(Dataset entries)

○ ○ ○

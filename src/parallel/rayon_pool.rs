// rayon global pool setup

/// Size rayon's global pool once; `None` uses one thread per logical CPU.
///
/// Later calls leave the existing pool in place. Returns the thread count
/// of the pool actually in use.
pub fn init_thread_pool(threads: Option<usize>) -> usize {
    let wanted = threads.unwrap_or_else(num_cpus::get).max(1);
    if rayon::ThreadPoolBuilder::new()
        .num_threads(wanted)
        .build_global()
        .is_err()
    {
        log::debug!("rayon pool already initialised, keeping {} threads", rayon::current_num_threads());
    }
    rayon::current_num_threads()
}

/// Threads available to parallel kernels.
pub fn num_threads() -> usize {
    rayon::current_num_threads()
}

○ ○ ○

• **How to complete this task**: Return the entries in full. Do not alter them.

• **Output of the exercise**:
filename src/parallel/rayon_pool.rs
// rayon global pool setup

/// Size rayon's global pool once; `None` uses one thread per logical CPU.
///
/// Later calls leave the existing pool in place. Returns the thread count
/// of the pool actually in use.
pub fn init_thread_pool(threads: Option<usize>) -> usize {
    let wanted = threads.unwrap_or_else(num_cpus::get).max(1);
    if rayon::ThreadPoolBuilder::new()
        .num_threads(wanted)
        .build_global()
        .is_err()
    {
        log::debug!("rayon pool already initialised, keeping {} threads", rayon::current_num_threads());
    }
    rayon::current_num_threads()
}

/// Threads available to parallel kernels.
pub fn num_threads() -> usize {
    rayon::current_num_threads()
}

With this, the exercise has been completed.